__Aim of the task__:
Pull every line containing "error" out of the listing below.

__The data__:
= Beginning of Section =
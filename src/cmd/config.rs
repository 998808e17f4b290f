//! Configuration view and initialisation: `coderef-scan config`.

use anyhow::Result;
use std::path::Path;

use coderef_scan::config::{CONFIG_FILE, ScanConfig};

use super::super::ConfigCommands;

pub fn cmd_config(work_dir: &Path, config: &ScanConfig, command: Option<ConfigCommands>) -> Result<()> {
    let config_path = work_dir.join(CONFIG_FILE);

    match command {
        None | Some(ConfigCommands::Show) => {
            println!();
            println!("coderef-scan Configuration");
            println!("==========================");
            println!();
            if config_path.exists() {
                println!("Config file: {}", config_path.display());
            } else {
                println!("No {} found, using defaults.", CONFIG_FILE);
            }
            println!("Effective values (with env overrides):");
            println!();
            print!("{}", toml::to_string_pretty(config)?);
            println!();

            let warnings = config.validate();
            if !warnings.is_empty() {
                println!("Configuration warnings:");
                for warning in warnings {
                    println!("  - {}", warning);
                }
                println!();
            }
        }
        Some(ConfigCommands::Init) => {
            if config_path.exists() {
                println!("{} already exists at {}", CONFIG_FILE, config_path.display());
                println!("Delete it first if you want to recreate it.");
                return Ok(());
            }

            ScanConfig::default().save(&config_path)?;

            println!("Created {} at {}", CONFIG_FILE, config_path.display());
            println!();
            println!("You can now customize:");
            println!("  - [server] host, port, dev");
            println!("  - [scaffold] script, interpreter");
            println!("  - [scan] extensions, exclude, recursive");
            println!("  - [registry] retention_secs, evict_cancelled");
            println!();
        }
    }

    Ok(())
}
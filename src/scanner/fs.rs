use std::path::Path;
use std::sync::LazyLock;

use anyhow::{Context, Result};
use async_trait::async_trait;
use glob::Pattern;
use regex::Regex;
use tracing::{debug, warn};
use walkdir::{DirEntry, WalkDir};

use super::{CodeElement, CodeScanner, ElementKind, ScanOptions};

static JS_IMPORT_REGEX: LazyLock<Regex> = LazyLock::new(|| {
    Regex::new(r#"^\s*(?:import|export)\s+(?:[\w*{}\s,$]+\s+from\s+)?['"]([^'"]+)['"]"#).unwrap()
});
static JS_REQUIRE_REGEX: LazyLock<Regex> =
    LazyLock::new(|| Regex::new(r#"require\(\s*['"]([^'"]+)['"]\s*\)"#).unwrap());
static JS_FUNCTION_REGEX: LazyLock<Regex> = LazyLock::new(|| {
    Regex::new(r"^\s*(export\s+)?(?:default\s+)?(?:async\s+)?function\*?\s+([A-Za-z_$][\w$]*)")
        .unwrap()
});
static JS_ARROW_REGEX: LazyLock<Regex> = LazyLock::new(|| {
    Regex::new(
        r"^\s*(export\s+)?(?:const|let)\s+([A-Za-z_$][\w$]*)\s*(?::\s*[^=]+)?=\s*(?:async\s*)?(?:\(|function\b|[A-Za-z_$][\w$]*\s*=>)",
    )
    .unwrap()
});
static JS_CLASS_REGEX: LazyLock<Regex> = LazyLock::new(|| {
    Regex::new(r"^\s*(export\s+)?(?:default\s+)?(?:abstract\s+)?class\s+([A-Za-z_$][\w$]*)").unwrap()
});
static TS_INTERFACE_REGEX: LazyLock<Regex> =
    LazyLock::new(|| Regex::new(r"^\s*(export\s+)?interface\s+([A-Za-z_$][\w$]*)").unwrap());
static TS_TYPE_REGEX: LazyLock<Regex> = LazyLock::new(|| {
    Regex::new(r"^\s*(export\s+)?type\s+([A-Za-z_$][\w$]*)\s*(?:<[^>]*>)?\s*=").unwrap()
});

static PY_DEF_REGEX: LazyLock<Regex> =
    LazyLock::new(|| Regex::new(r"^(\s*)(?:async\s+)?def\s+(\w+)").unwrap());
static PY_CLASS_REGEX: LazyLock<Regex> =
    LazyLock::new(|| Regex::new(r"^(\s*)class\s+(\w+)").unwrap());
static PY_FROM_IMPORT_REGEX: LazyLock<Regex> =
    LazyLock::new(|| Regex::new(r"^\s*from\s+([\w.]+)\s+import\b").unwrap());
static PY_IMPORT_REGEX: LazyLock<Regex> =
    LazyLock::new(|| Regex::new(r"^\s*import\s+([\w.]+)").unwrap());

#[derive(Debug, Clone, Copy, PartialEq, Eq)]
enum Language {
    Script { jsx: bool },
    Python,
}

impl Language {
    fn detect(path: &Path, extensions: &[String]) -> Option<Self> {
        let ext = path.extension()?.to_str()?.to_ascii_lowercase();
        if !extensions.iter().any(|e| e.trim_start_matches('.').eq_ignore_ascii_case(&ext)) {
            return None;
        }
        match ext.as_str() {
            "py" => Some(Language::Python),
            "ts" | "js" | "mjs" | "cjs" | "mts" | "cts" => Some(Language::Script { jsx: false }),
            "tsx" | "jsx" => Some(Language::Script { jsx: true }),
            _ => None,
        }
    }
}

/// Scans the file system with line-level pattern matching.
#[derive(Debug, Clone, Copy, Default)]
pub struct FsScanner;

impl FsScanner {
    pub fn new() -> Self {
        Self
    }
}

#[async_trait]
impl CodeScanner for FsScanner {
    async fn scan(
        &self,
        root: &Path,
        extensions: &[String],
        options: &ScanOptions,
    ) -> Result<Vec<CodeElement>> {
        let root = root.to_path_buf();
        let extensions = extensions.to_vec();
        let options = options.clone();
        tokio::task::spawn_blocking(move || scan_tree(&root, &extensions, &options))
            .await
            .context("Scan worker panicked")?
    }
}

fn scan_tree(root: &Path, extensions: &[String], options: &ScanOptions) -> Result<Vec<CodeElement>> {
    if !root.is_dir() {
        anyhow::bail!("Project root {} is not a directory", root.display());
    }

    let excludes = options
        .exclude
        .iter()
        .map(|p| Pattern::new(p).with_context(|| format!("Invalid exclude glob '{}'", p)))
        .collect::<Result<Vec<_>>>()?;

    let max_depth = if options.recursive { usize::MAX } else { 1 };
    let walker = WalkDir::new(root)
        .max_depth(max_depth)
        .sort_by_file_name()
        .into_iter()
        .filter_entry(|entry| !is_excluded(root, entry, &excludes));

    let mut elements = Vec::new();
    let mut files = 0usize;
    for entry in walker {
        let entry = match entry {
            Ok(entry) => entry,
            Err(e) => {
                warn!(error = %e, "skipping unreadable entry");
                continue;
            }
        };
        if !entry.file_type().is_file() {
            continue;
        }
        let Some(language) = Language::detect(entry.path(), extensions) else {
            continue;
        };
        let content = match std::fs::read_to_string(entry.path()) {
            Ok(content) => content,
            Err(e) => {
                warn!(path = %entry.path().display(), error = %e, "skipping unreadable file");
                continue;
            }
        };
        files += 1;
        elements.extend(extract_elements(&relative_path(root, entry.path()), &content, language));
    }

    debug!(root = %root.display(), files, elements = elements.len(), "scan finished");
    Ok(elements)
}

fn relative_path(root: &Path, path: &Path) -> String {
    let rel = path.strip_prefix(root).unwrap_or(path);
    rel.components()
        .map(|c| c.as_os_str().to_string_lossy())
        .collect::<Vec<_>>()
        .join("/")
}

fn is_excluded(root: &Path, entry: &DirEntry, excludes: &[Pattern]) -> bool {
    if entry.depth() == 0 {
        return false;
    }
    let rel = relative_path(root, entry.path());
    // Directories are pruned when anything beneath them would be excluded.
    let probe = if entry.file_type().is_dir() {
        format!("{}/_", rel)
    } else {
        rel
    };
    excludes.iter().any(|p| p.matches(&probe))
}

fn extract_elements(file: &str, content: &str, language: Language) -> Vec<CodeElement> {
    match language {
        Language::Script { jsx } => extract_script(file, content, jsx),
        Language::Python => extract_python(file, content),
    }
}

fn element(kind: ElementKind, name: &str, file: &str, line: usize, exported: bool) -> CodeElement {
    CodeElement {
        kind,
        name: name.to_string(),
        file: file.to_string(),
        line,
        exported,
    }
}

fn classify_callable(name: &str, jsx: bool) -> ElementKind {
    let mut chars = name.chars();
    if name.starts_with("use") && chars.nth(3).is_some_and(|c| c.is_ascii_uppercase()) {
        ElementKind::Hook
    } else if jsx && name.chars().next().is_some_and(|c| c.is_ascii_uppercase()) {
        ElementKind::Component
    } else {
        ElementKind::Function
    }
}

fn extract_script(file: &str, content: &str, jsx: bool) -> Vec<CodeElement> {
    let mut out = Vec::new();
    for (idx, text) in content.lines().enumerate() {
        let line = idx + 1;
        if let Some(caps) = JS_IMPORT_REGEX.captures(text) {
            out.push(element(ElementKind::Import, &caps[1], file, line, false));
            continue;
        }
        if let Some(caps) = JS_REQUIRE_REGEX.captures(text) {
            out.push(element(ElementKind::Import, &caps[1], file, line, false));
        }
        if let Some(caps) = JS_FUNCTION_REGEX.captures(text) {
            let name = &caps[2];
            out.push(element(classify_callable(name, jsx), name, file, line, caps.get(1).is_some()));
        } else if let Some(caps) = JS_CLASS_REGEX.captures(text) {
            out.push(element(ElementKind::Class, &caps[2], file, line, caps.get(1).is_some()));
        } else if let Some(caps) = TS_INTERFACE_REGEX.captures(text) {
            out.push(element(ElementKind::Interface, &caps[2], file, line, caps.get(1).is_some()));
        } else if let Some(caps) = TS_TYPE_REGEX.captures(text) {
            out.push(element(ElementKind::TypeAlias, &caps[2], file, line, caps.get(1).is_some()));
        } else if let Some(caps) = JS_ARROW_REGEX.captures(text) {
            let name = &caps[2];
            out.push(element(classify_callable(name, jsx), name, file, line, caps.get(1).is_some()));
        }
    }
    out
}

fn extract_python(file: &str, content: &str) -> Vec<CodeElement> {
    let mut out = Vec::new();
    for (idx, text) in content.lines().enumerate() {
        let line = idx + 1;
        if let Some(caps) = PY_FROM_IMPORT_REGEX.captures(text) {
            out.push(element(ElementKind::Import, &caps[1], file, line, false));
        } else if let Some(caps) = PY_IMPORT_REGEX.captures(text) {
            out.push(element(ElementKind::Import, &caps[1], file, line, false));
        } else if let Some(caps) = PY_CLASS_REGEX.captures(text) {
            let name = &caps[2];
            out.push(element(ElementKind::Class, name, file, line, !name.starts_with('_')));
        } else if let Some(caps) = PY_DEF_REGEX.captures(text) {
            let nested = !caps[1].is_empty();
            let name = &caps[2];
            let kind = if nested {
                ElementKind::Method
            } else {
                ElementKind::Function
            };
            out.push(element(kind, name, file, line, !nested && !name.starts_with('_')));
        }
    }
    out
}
= End of Section =
__Solution__:
                warn!(error = %e, "skipping unreadable entry");
                warn!(path = %entry.path().display(), error = %e, "skipping unreadable file");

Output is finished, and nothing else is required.